History of South America

Bolívar and San Martín designed a country based on the marginalization of the indigenous

Mark Thurner, American historian, investigated the origins of bicentennial Peru. Bolívar and San Martín, in their republican vision, excluded and underestimated the Indian in the formation of a country that continues to discriminate against them. The subject named “indigenous” enters the Peruvian scene with the Bourbons. It is an effort to displace the “Indian” subject from the Austrian Indian Laws, through a Frenchified and modernizing fiscal project, which seeks to redefine it as a taxpayer and no longer as a tributary. Between the decades of 1790-1810, both "indians" and "indigenous" appear in official records. As of the Cortes of Cádiz, "The Yndica Nation" is abolished, and every "Indian" or "indigenous" is now a "Spaniard". However, the documents of the time suggest that the majority of the Indians in Peru would have preferred to be named “tributary Indians” by the State, in order to maintain access to their lands and other privileges. In 1821, San Martín declared that the "Indians or natives" would be named "Peruvian". Later, Bolívar reintroduces the Bourbon name of “indigenous” –especially for fiscal and political reasons-, in order to displace the “Peruvian”, declared by San Martín. This is because Bolívar considers the Indians as infantilized beings, incapable of governing themselves. According to him, the Indians require tutelary protection legislation as "indigenous." For Bolívar, the "Indian" is the good savage come to less. In summary, “indigenous” is a French colonialist notion, then Bolivarian and, finally, naturalist or indigenist.

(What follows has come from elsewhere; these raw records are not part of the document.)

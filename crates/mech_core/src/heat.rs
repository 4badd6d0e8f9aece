//! Heat scale effects and per-turn heat balance.

use serde::{Deserialize, Serialize};

use crate::catalog::ComponentCatalog;
use crate::equipment::EquipmentLookup;
use crate::error::Result;
use crate::unit::UnitSnapshot;

/// A roll required to avoid a heat consequence.
#[derive(Debug, Clone, Copy, PartialEq, Eq, Serialize, Deserialize)]
pub enum HeatCheck {
    /// No roll needed.
    None,
    /// Roll this number or higher on 2d6 to avoid it.
    Avoid(u8),
    /// Happens without a roll.
    Automatic,
}

/// Effects active at or above a heat threshold.
#[derive(Debug, Clone, Copy, PartialEq, Eq, Serialize, Deserialize)]
pub struct HeatEffect {
    /// Lowest heat at which this row applies.
    pub threshold: u16,
    /// Change to walking MP (zero or negative).
    pub movement_penalty: i8,
    /// To-hit modifier.
    pub to_hit_penalty: u8,
    /// Shutdown check.
    pub shutdown: HeatCheck,
    /// Ammunition explosion check.
    pub ammo_explosion: HeatCheck,
}

const fn row(
    threshold: u16,
    movement_penalty: i8,
    to_hit_penalty: u8,
    shutdown: HeatCheck,
    ammo_explosion: HeatCheck,
) -> HeatEffect {
    HeatEffect {
        threshold,
        movement_penalty,
        to_hit_penalty,
        shutdown,
        ammo_explosion,
    }
}

/// The heat scale, ascending by threshold.
pub const HEAT_SCALE: [HeatEffect; 12] = {
    use HeatCheck::{Automatic, Avoid, None};
    [
        row(0, 0, 0, None, None),
        row(5, -1, 0, None, None),
        row(10, -2, 1, None, None),
        row(15, -3, 2, Avoid(4), None),
        row(18, -3, 2, Avoid(6), None),
        row(20, -4, 3, Avoid(6), Avoid(4)),
        row(22, -4, 3, Avoid(8), Avoid(6)),
        row(24, -4, 4, Avoid(8), Avoid(6)),
        row(25, -5, 4, Avoid(8), Avoid(6)),
        row(26, -5, 4, Avoid(10), Avoid(6)),
        row(28, -5, 4, Avoid(10), Avoid(8)),
        row(30, -5, 4, Automatic, Automatic),
    ]
};

/// The highest heat-scale row whose threshold is at or below `heat`.
#[must_use]
pub fn heat_effect(heat: u16) -> &'static HeatEffect {
    HEAT_SCALE
        .iter()
        .rev()
        .find(|e| heat >= e.threshold)
        .unwrap_or(&HEAT_SCALE[0])
}

/// How the unit moved this turn.
#[derive(Debug, Clone, Copy, PartialEq, Eq, Serialize, Deserialize)]
pub enum MovementMode {
    /// Did not move.
    Stationary,
    /// Walked.
    Walk,
    /// Ran.
    Run,
    /// Jumped this many hexes.
    Jump(u8),
}

/// Heat generated by movement: walk 1, run 2, jump the greater of 3 and jump MP.
#[must_use]
pub fn movement_heat(mode: MovementMode) -> u16 {
    match mode {
        MovementMode::Stationary => 0,
        MovementMode::Walk => 1,
        MovementMode::Run => 2,
        MovementMode::Jump(mp) => u16::from(mp).max(3),
    }
}

/// Heat generated and dissipated in one turn of full fire.
#[derive(Debug, Clone, Copy, PartialEq, Eq, Serialize, Deserialize)]
pub struct HeatProfile {
    /// Heat from firing every weapon once.
    pub weapon_heat: u32,
    /// Heat from movement.
    pub movement_heat: u16,
    /// Heat sunk per turn.
    pub dissipation: u32,
    /// Generated minus dissipated; negative means spare capacity.
    pub net_heat: i64,
}

impl HeatProfile {
    /// Weapon plus movement heat.
    #[must_use]
    pub fn generated(&self) -> u32 {
        self.weapon_heat.saturating_add(u32::from(self.movement_heat))
    }
}

/// Heat balance of a unit firing every weapon while moving in `mode`.
pub fn heat_profile(
    unit: &UnitSnapshot,
    catalog: &ComponentCatalog,
    lookup: &dyn EquipmentLookup,
    mode: MovementMode,
) -> Result<HeatProfile> {
    let sink = catalog.heat_sink(unit.heat_sinks.heat_sink_type)?;
    let dissipation = u32::from(unit.heat_sinks.count) * u32::from(sink.dissipation);
    let weapon_heat = unit
        .equipment
        .iter()
        .filter_map(|m| lookup.get_by_id(&m.equipment_id))
        .filter(|r| r.category.is_weapon())
        .fold(0u32, |acc, r| acc.saturating_add(u32::from(r.heat)));
    let mut profile = HeatProfile {
        weapon_heat,
        movement_heat: movement_heat(mode),
        dissipation,
        net_heat: 0,
    };
    profile.net_heat = i64::from(profile.generated()) - i64::from(dissipation);
    Ok(profile)
}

The Postcolonial Creole Predicament The Ibero-American republics were not a political derivative of the struggles of a middle class against the ruling aristocratic classes. Instead, they were states created from above by colonial landowning elites seeking to free themselves from a decaying metropolis, whose representatives continued to monopolize political and economic privileges in the colonies. But disgruntled Creole elites were at the same time spurred on to independence "by fear of 'lower class' mobilizations, namely Indian or black slave uprisings." In short, "the perennial contradiction of the (Creole) position was to always be caught between the intrusive authority of the European metropolis and the explosive discontent of the native masses."
The fissures of the Creole nation For Bolívar and his Bonapartist republicanism with which he trafficked, "America had no useful history," be it European or Indian, colonial or pre-colonial. It happened that she was on one side "separated both culturally and geographically from Europe", and "inhabited by peoples whose cultural heritage had been obliterated by the conquest" on the other. For Bolívar, "no Indian could be the bearer of a significant past or the spiritual leader of a future republican, no matter how fictitious”. Bolívar generally thought of the Indians, when he did, as an essentially docile and non-politicizable mass that "only wants rest and solitude." Bolívar seems to have viewed what remained of Peru's Indian nobility with similar contempt. She had been an accomplice of the “despotic” Hispanic rule.
The post-colonial Andean predicament But how could the "Peruvian" be read by the "Indian" majority? The analysis of the political-legal discourse reveals unanticipated subaltern translations of the Creole nationalist discourse. In Huaylas, “ex-Indians” or “Peruvians” would interpret the republican national project in ways that San Martín and the Peruvian Creole elite would not have imagined. logically it implied in theory the denial or displacement of the different viceroyalty "rights" or "privileges" and the status derived from belonging to the Republic of Indians, in favor of the unitary civil model of liberal nationality in the Peruvian Republic.
Between colonial dual nationality and postcolonial unitary nationality In his most famous decree, San Martín declared that all “Indians” or “naturals” would henceforth be known as “Peruvians.” But at least in postcolonial Huaylas, his proclamation seems to have been taken more literally and in a more exclusive way than the Liberator had expected. There, "Peruanos" was originally applied to the Indian community members and not to citizenship in general.
Taken from the book:Republicanos Andinos
Mark Thurner
American historian.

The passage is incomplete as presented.